In Flanders fields the poppies grow / Between the crosses row on row / That mark our place; and in the sky / The larks, still bravely singing, fly / Scarce heard amid the guns below. John McCrae, In Flanders Fields, 1915
En 2021, les pissenlits sont brandis lors de chute de Kaboul en Afghanistan tandis les fleurs de Padouk sont omniprésentes dans les manifestations contre le coup d’état à Yangon, au Myanmar.

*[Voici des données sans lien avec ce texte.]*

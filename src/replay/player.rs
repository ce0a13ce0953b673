//! Keyframe player that reconstructs and presents the scene at any index.

use std::collections::{BTreeMap, BTreeSet};
use std::path::Path;
use std::sync::Arc;

use super::format::{ReplayDocument, ReplayMetadata, read_log_from_document};
use super::{InstanceState, KeyframeLog, RecordRef, ReplayError, Result, SceneState};
use crate::scene::{InstanceKey, InstancePose, LayerId, RenderBackend};
use crate::schema::{AssetInfo, PlayerConfig, RenderInstanceId, Transform};

/// What the player last pushed to the backend for one instance.
#[derive(Debug, Clone, Copy, PartialEq)]
struct Presented {
    /// Log generation the instance was created from.
    generation: u64,
    origin: RecordRef,
    pose: InstancePose,
}

/// Plays back a keyframe log into a render backend.
///
/// Usage:
/// ```ignore
/// let mut player = Player::new(LayerId(0), PlayerConfig::default());
/// player.read_keyframes_from_file("replay.json")?;
/// println!("Replay has {} keyframes", player.get_num_keyframes());
///
/// for index in Playback::reverse(player.get_num_keyframes()).with_speed(3) {
///     player.set_keyframe_index(index as i64, &mut render_scene)?;
/// }
/// ```
///
/// The scene at index `i` is always the fold of keyframes `0..=i`, however
/// the player got there.
#[derive(Debug)]
pub struct Player {
    layer: LayerId,
    config: PlayerConfig,
    log: Arc<KeyframeLog>,
    metadata: ReplayMetadata,
    /// Bumped on every successful load.
    generation: u64,
    cursor: Option<usize>,
    state: SceneState,
    /// Folded states at every `checkpoint_interval`-th keyframe.
    checkpoints: BTreeMap<usize, SceneState>,
    presented: BTreeMap<RenderInstanceId, Presented>,
    resolved_assets: BTreeSet<String>,
}

impl Player {
    /// Create a player with no keyframes.
    pub fn new(layer: LayerId, config: PlayerConfig) -> Self {
        Self {
            layer,
            config,
            log: Arc::new(KeyframeLog::new()),
            metadata: ReplayMetadata::default(),
            generation: 0,
            cursor: None,
            state: SceneState::default(),
            checkpoints: BTreeMap::new(),
            presented: BTreeMap::new(),
            resolved_assets: BTreeSet::new(),
        }
    }

    /// Replace the played log.
    ///
    /// The log is validated first; on error the player is unchanged. On
    /// success the cursor is cleared and instances presented from the old
    /// log are removed at the next sync.
    pub fn load(&mut self, log: Arc<KeyframeLog>) -> Result<()> {
        log.validate()?;
        self.install(log, ReplayMetadata::default());
        Ok(())
    }

    /// Load a decoded document, keeping its metadata.
    pub fn load_document(&mut self, doc: ReplayDocument) -> Result<()> {
        doc.keyframes.validate()?;
        self.install(Arc::new(doc.keyframes), doc.metadata);
        Ok(())
    }

    /// Load a replay document from disk.
    pub fn read_keyframes_from_file<P: AsRef<Path>>(&mut self, path: P) -> Result<()> {
        // Already validated by the decoder.
        let doc = read_log_from_document(path)?;
        self.install(Arc::new(doc.keyframes), doc.metadata);
        Ok(())
    }

    fn install(&mut self, log: Arc<KeyframeLog>, metadata: ReplayMetadata) {
        self.log = log;
        self.metadata = metadata;
        self.generation += 1;
        self.cursor = None;
        self.state = SceneState::default();
        self.checkpoints.clear();
        self.resolved_assets.clear();
    }

    pub fn layer(&self) -> LayerId {
        self.layer
    }

    pub fn metadata(&self) -> &ReplayMetadata {
        &self.metadata
    }

    pub fn log(&self) -> &Arc<KeyframeLog> {
        &self.log
    }

    pub fn get_num_keyframes(&self) -> usize {
        self.log.len()
    }

    /// Current keyframe index, or `None` before the first seek.
    pub fn keyframe_index(&self) -> Option<usize> {
        self.cursor
    }

    /// Move the reconstructed scene to keyframe `index` without touching
    /// any backend.
    ///
    /// Out-of-range indices (including negative ones) fail and leave the
    /// player unchanged.
    pub fn seek(&mut self, index: i64) -> Result<()> {
        let target = self.check_index(index)?;
        let log = Arc::clone(&self.log);

        let (start, mut state) = self.resume_point(target);
        for (k, keyframe) in log.iter().enumerate().take(target + 1).skip(start) {
            state.apply(k, keyframe);
            self.maybe_checkpoint(k, &state);
        }

        log::debug!(
            "Seek to keyframe {} replayed {} keyframes",
            target,
            (target + 1).saturating_sub(start)
        );
        self.state = state;
        self.cursor = Some(target);
        Ok(())
    }

    /// Seek to keyframe `index` and push the result to `backend`.
    pub fn set_keyframe_index<B: RenderBackend + ?Sized>(
        &mut self,
        index: i64,
        backend: &mut B,
    ) -> Result<()> {
        self.seek(index)?;
        self.sync(backend)
    }

    /// Return to the position before the first keyframe and remove every
    /// presented instance from `backend`.
    pub fn clear_keyframe_index<B: RenderBackend + ?Sized>(&mut self, backend: &mut B) -> Result<()> {
        self.cursor = None;
        self.state = SceneState::default();
        self.sync(backend)
    }

    fn check_index(&self, index: i64) -> Result<usize> {
        usize::try_from(index)
            .ok()
            .filter(|&i| i < self.log.len())
            .ok_or(ReplayError::IndexOutOfRange {
                index,
                len: self.log.len(),
            })
    }

    /// Best folded state to continue from: the current one when seeking
    /// forward, else the nearest checkpoint, else empty.
    fn resume_point(&mut self, target: usize) -> (usize, SceneState) {
        let checkpoint = self.checkpoints.range(..=target).next_back();
        match (self.cursor, checkpoint) {
            (Some(cursor), Some((&k, _))) if cursor <= target && cursor >= k => {
                (cursor + 1, std::mem::take(&mut self.state))
            }
            (_, Some((&k, state))) => (k + 1, state.clone()),
            (Some(cursor), None) if cursor <= target => {
                (cursor + 1, std::mem::take(&mut self.state))
            }
            _ => (0, SceneState::default()),
        }
    }

    fn maybe_checkpoint(&mut self, k: usize, state: &SceneState) {
        let interval = self.config.checkpoint_interval;
        if interval > 0 && (k + 1) % interval == 0 && !self.checkpoints.contains_key(&k) {
            self.checkpoints.insert(k, state.clone());
        }
    }

    /// Bring `backend` in line with the reconstructed scene.
    ///
    /// Destroys presented instances that are gone or were created by a
    /// different record, resolves and instantiates new ones, and
    /// repositions moved ones. After a backend error the next sync retries
    /// whatever is still missing.
    pub fn sync<B: RenderBackend + ?Sized>(&mut self, backend: &mut B) -> Result<()> {
        let stale: Vec<RenderInstanceId> = self
            .presented
            .iter()
            .filter(|(id, p)| {
                p.generation != self.generation
                    || self.state.instance(**id).is_none_or(|s| s.origin != p.origin)
            })
            .map(|(id, _)| *id)
            .collect();
        for id in stale {
            self.presented.remove(&id);
            backend.destroy(self.key(id));
        }

        for (&id, instance) in self.state.instances() {
            let key = InstanceKey {
                layer: self.layer,
                instance: id,
            };
            let pose = instance.pose();

            if let Some(presented) = self.presented.get_mut(&id) {
                if presented.pose != pose {
                    backend.reposition(key, &pose);
                    presented.pose = pose;
                }
                continue;
            }

            let creation = self.log.creation(instance.origin).ok_or_else(|| {
                ReplayError::MalformedLog {
                    keyframe: instance.origin.keyframe,
                    reason: format!("no creation record for {id}"),
                }
            })?;
            if !self.resolved_assets.contains(&creation.asset) {
                let asset = asset_info(&self.log, &self.state, &creation.asset);
                backend.resolve(&asset)?;
                self.resolved_assets.insert(creation.asset.clone());
            }
            backend.instantiate(key, creation, &pose)?;
            self.presented.insert(
                id,
                Presented {
                    generation: self.generation,
                    origin: instance.origin,
                    pose,
                },
            );
        }
        Ok(())
    }

    fn key(&self, instance: RenderInstanceId) -> InstanceKey {
        InstanceKey {
            layer: self.layer,
            instance,
        }
    }

    /// Last value of a user transform at or before the current keyframe.
    pub fn get_user_transform(&self, name: &str) -> Option<Transform> {
        self.state.user_transform(name)
    }

    pub fn user_transform_names(&self) -> impl Iterator<Item = &str> {
        self.state.user_transform_names()
    }

    pub fn instance(&self, id: RenderInstanceId) -> Option<&InstanceState> {
        self.state.instance(id)
    }

    pub fn instances(&self) -> impl Iterator<Item = (&RenderInstanceId, &InstanceState)> {
        self.state.instances()
    }

    pub fn num_instances(&self) -> usize {
        self.state.num_instances()
    }

    /// Reconstructed scene at the current keyframe.
    pub fn state(&self) -> &SceneState {
        &self.state
    }
}

/// Asset description for `filepath`, from its load record when there is one.
fn asset_info(log: &KeyframeLog, state: &SceneState, filepath: &str) -> AssetInfo {
    state
        .asset(filepath)
        .and_then(|at| log.asset(at))
        .cloned()
        .unwrap_or_else(|| AssetInfo::from_path(filepath))
}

Dans l’essai « The Language of Flowers », l’anthropologue Michael Taussig évoque les ramifications symboliques qui se cachent derrière chaque pétale d’une fleur : ses liens étroits avec la mort dans la culture chrétienne – à la fois associée aux cultes mortuaires mais aussi à la célébration périodique de la vie. Il n’y a pas de fleurs noires, comme le fait remarquer Jean Genet, mais l’inutilité insolente des fleurs reprend du sens lorsque désastres et catastrophes frappent, figeant la mémoire des événement traumatiques : le sol couvert de fleurs devant Buckingham Palace après la mort de Lady Diana ou les rues de New York après le 11 septembre 2001.
« People have not only overwhelmed New York with food, blood, labor and money in the wake of the World Trade Center attacks. They have also been giving flowers by the millions – leaving bunches of them, four and five layers deep, at the doorsteps of fire stations and churches and at impromptu shrines on park lawns, stoops, windowsills and sidewalks.» Barbara Stewart, Even the Delicate Survive, New York Times, 22 septembre 2001
Marisa Palmisano, Memorial à Union Square, New York, 2001.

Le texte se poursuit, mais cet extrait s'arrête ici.